今後については馬の状態を見つつの判断だが、国内制圧あるいは世界も視野に入ってくるだろう。頼もしい名手とともにつかんだビッグタイトルは、まだ手始め。軌道に乗ってきた5歳馬には、輝かしい未来が待っている。
■勝ち馬の略歴
◆ウィルソンテソーロ ▽牡5歳・鹿毛▽父キタサンブラック、母チェストケローズ(母の父アンクルモー)▽馬主・了徳寺健二ホールディングス(株)▽生産者・北海道日高町リョーケンファーム(株)▽戦績・19戦8勝(うち地方7戦4勝、海外2戦0勝)、重賞は2023年かきつばた記念・名古屋JpnⅢ、マーキュリーC・盛岡JpnⅢ、白山大賞典・金沢JpnⅢ、JBCクラシック・佐賀JpnⅠ(1着賞金1億円)の4勝▽総収得賞金・4億6466万9800円(うち地方2億5100万円、海外1億1984万1800円)▽小手川準調教師は初勝利、川田将雅騎手は19年チュウワウィザード、20年クリソベリルに続き3勝目。
■メイショウハリオは復活の2着
GⅠ級3勝の実績馬メイショウハリオが復活をアピールだ。
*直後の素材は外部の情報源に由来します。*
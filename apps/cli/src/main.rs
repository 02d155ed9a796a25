use std::{
    path::{Path, PathBuf},
    time::{Duration, Instant},
};

use anyhow::{Context, Result};
use clap::{Parser, Subcommand};
use console::style;
use indicatif::{ProgressBar, ProgressStyle};
use tokio::{sync::watch, task::JoinHandle};
use tracing_subscriber::EnvFilter;

use reelcut_core::{
    AnalysisReport, EditPlan, EngineConfig, JobPhase, MediaAsset, MediaEngine, ProcessingJob,
    format_highlights_readable, format_plan_readable, format_suggestions_readable, highlights,
    load_report, selected_ranges, suggestions, timestamp,
};

fn format_duration(d: Duration) -> String {
    let secs = d.as_secs_f64();
    if secs < 60.0 {
        format!("{:.1}s", secs)
    } else {
        format!("{:.0}m {:.0}s", secs / 60.0, secs % 60.0)
    }
}

#[derive(Parser)]
#[command(name = "reelcut")]
#[command(about = "Turn AI video critiques into edit suggestions, highlight reels and trimmed videos")]
struct Cli {
    #[command(subcommand)]
    command: Command,

    /// ffmpeg binary (defaults to $REELCUT_FFMPEG, then `ffmpeg` on PATH)
    #[arg(long, global = true)]
    ffmpeg: Option<PathBuf>,

    /// Directory for scratch files (defaults to $REELCUT_SCRATCH_DIR, then the user cache dir)
    #[arg(long, global = true)]
    scratch_dir: Option<PathBuf>,

    /// Verbose logging (same as RUST_LOG=debug)
    #[arg(short, long, global = true)]
    verbose: bool,
}

#[derive(Subcommand)]
enum Command {
    /// List ranked edit suggestions for a critique
    Suggest {
        /// Analysis report (JSON)
        report: PathBuf,

        /// Video duration in seconds
        #[arg(short, long)]
        duration: f64,

        /// Print JSON instead of a readable list
        #[arg(long)]
        json: bool,
    },

    /// List highlight clips for a critique
    Highlights {
        /// Analysis report (JSON)
        report: PathBuf,

        /// Video duration in seconds
        #[arg(short, long)]
        duration: f64,

        /// Print JSON instead of a readable list
        #[arg(long)]
        json: bool,
    },

    /// Cut a range out of a video without re-encoding
    Trim {
        input: PathBuf,

        /// Start, e.g. "0:05" or "1:02:03"
        #[arg(short, long)]
        start: String,

        /// End, e.g. "0:20"
        #[arg(short, long)]
        end: String,

        /// Video duration in seconds
        #[arg(short, long)]
        duration: f64,

        #[arg(short, long)]
        output: PathBuf,
    },

    /// Join the selected highlight clips into a reel
    Reel {
        input: PathBuf,

        /// Analysis report (JSON)
        report: PathBuf,

        /// Video duration in seconds
        #[arg(short, long)]
        duration: f64,

        #[arg(short, long)]
        output: PathBuf,
    },

    /// Apply suggestions to the video and render the result
    Apply {
        input: PathBuf,

        /// Analysis report (JSON)
        report: PathBuf,

        /// Video duration in seconds
        #[arg(short, long)]
        duration: f64,

        /// Skip suggestions below this confidence
        #[arg(long, default_value_t = 0.0)]
        min_confidence: f64,

        #[arg(short, long)]
        output: PathBuf,
    },
}

fn init_tracing(verbose: bool) {
    let default = if verbose { "debug" } else { "warn" };
    let filter = EnvFilter::try_from_default_env().unwrap_or_else(|_| EnvFilter::new(default));
    tracing_subscriber::fmt()
        .with_env_filter(filter)
        .with_writer(std::io::stderr)
        .init();
}

fn engine_config(cli: &Cli) -> EngineConfig {
    let mut config = EngineConfig::from_env();
    if let Some(ffmpeg) = &cli.ffmpeg {
        config.ffmpeg_path = ffmpeg.clone();
    }
    if let Some(dir) = &cli.scratch_dir {
        config.scratch_dir = dir.clone();
    }
    config
}

fn create_spinner(msg: &str) -> ProgressBar {
    let pb = ProgressBar::new_spinner();
    pb.set_style(
        ProgressStyle::default_spinner()
            .tick_chars("⠁⠂⠄⡀⢀⠠⠐⠈ ")
            .template("{spinner:.cyan} {msg}")
            .expect("valid spinner template"),
    );
    pb.set_message(msg.to_string());
    pb.enable_steady_tick(Duration::from_millis(80));
    pb
}

fn create_progress_bar(msg: &str) -> ProgressBar {
    let pb = ProgressBar::new(100);
    pb.set_style(
        ProgressStyle::default_bar()
            .template("{spinner:.cyan} {msg} [{bar:30.cyan/blue}] {pos:>3}%")
            .expect("valid progress template")
            .progress_chars("█▓░"),
    );
    pb.set_message(msg.to_string());
    pb.enable_steady_tick(Duration::from_millis(80));
    pb
}

/// Mirror engine progress onto a progress bar until the job settles.
fn track_progress(pb: ProgressBar, mut rx: watch::Receiver<ProcessingJob>) -> JoinHandle<ProgressBar> {
    tokio::spawn(async move {
        while rx.changed().await.is_ok() {
            let job = *rx.borrow_and_update();
            pb.set_position(job.progress_percent.round() as u64);
            if matches!(job.phase, JobPhase::Done | JobPhase::Failed) {
                break;
            }
        }
        pb
    })
}

async fn load_engine(cli: &Cli) -> Result<MediaEngine> {
    let engine = MediaEngine::new(engine_config(cli));
    let spinner = create_spinner("Loading ffmpeg...");
    engine.load().await?;
    spinner.finish_with_message(format!(
        "{} Toolchain ready {}",
        style("✓").green().bold(),
        style(engine.version().unwrap_or_default()).dim()
    ));
    Ok(engine)
}

async fn read_input(path: &Path, duration: f64) -> Result<MediaAsset> {
    MediaAsset::from_file(path, duration)
        .await
        .with_context(|| format!("reading {}", path.display()))
}

async fn write_output(asset: &MediaAsset, path: &Path) -> Result<()> {
    asset
        .write_to(path)
        .await
        .with_context(|| format!("writing {}", path.display()))?;
    println!(
        "\n{} {} {}\n",
        style("Saved:").dim(),
        style(path.display()).cyan(),
        style(format!("({:.1}s)", asset.duration)).dim()
    );
    Ok(())
}

fn print_banner() {
    println!(
        "\n{}  {}\n",
        style("reelcut").cyan().bold(),
        style("Critique Editor").dim()
    );
}

#[tokio::main]
async fn main() -> Result<()> {
    let cli = Cli::parse();
    init_tracing(cli.verbose);

    if let Err(e) = run(&cli).await {
        eprintln!("{} {:#}", style("Error:").red().bold(), e);
        std::process::exit(1);
    }
    Ok(())
}

async fn run(cli: &Cli) -> Result<()> {
    match &cli.command {
        Command::Suggest {
            report,
            duration,
            json,
        } => {
            let report = load_report(report).await?;
            let suggestions = suggestions::generate(&report, *duration);
            if *json {
                println!("{}", serde_json::to_string_pretty(&suggestions)?);
            } else {
                println!("{}", format_suggestions_readable(&suggestions));
            }
        }
        Command::Highlights {
            report,
            duration,
            json,
        } => {
            let report = load_report(report).await?;
            let clips = highlights::select(&report, *duration);
            if *json {
                println!("{}", serde_json::to_string_pretty(&clips)?);
            } else {
                println!("{}", format_highlights_readable(&clips));
            }
        }
        Command::Trim {
            input,
            start,
            end,
            duration,
            output,
        } => {
            let start = parse_time_arg(start)?;
            let end = parse_time_arg(end)?;
            print_banner();
            let engine = load_engine(cli).await?;
            let asset = read_input(input, *duration).await?;

            let step_start = Instant::now();
            let pb = create_progress_bar("Trimming...");
            let tracker = track_progress(pb, engine.subscribe());
            let result = engine.trim(&asset, start, end).await;
            let pb = finish_tracker(tracker, &result).await?;
            let trimmed = result?;
            pb.finish_with_message(format!(
                "{} Trimmed [{}–{}] {}",
                style("✓").green().bold(),
                timestamp::format(start),
                timestamp::format(end),
                style(format!("[{}]", format_duration(step_start.elapsed()))).dim()
            ));

            write_output(&trimmed, output).await?;
        }
        Command::Reel {
            input,
            report,
            duration,
            output,
        } => {
            let report = load_report(report).await?;
            let clips = highlights::select(&report, *duration);
            print_banner();
            println!("{}", format_highlights_readable(&clips));

            let ranges = selected_ranges(&clips);
            let engine = load_engine(cli).await?;
            let asset = read_input(input, *duration).await?;

            let step_start = Instant::now();
            let pb = create_progress_bar(&format!("Joining {} clips...", ranges.len()));
            let tracker = track_progress(pb, engine.subscribe());
            let result = engine.concatenate(&asset, &ranges).await;
            let pb = finish_tracker(tracker, &result).await?;
            let reel = result?;
            pb.finish_with_message(format!(
                "{} Reel assembled {}",
                style("✓").green().bold(),
                style(format!("[{}]", format_duration(step_start.elapsed()))).dim()
            ));

            write_output(&reel, output).await?;
        }
        Command::Apply {
            input,
            report,
            duration,
            min_confidence,
            output,
        } => {
            let report = load_report(report).await?;
            let plan = plan_from_report(&report, *duration, *min_confidence);
            print_banner();
            println!("{}", format_plan_readable(&plan));

            let engine = load_engine(cli).await?;
            let asset = read_input(input, *duration).await?;

            let step_start = Instant::now();
            let label = if plan.has_effective_cuts() {
                "Rendering cuts..."
            } else {
                "Trimming..."
            };
            let pb = create_progress_bar(label);
            let tracker = track_progress(pb, engine.subscribe());
            let result = engine.render(&asset, &plan).await;
            let pb = finish_tracker(tracker, &result).await?;
            let edited = result?;
            pb.finish_with_message(format!(
                "{} Edit rendered {}",
                style("✓").green().bold(),
                style(format!("[{}]", format_duration(step_start.elapsed()))).dim()
            ));

            write_output(&edited, output).await?;
        }
    }

    Ok(())
}

/// Join the progress task. Validation errors never start a job, so the task
/// is aborted instead of awaited for those.
async fn finish_tracker<T>(
    tracker: JoinHandle<ProgressBar>,
    result: &reelcut_core::Result<T>,
) -> Result<ProgressBar> {
    if let Err(reelcut_core::ReelcutError::Validation { .. }) = result {
        tracker.abort();
        return Ok(ProgressBar::hidden());
    }
    Ok(tracker.await?)
}

fn parse_time_arg(text: &str) -> Result<f64> {
    if let Ok(secs) = text.parse::<f64>() {
        return Ok(secs);
    }
    let value = timestamp::parse_time(text);
    anyhow::ensure!(!value.is_fallback(), "cannot read {:?} as a timestamp", text);
    Ok(value.seconds())
}

fn plan_from_report(report: &AnalysisReport, duration: f64, min_confidence: f64) -> EditPlan {
    let mut plan = EditPlan::new(duration);
    for suggestion in suggestions::generate(report, duration)
        .iter()
        .filter(|s| s.confidence >= min_confidence)
    {
        tracing::debug!(id = suggestion.id.as_str(), "applying suggestion");
        plan.apply(suggestion);
    }
    plan
}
勝ち馬には離されたものの、3コーナーからまくり気味に追い上げて2着を確保。昨年の帝王賞で連覇を達成して以降は不振に陥り、初の海外遠征でも取り消しなど歯車が狂ったが、ようやくトップクラスの地力を示した。「今回は調教から気配が良く、手応えもあった。結果だけが残念です」と濱中俊。再び王者に返り咲く手応えはつかんだ。
■戦い終わって
キリンジ(3着)「前との差は開いたけど、この馬の競馬はできた。切れる脚はないが、3コーナー過ぎから長く良い脚を使った」(笹川翼)
ノットゥルノ(5着)「流れとしては悪くなかった。勝つ時と負ける時の波がある。今日は3コーナー過ぎから行きっぷりが悪くなった」(武豊)
ウィリアムバローズ(6着)「自分のペースでリズム良く走れて雰囲気も良かった。最後まで走ってくれたと思う」(坂井瑠)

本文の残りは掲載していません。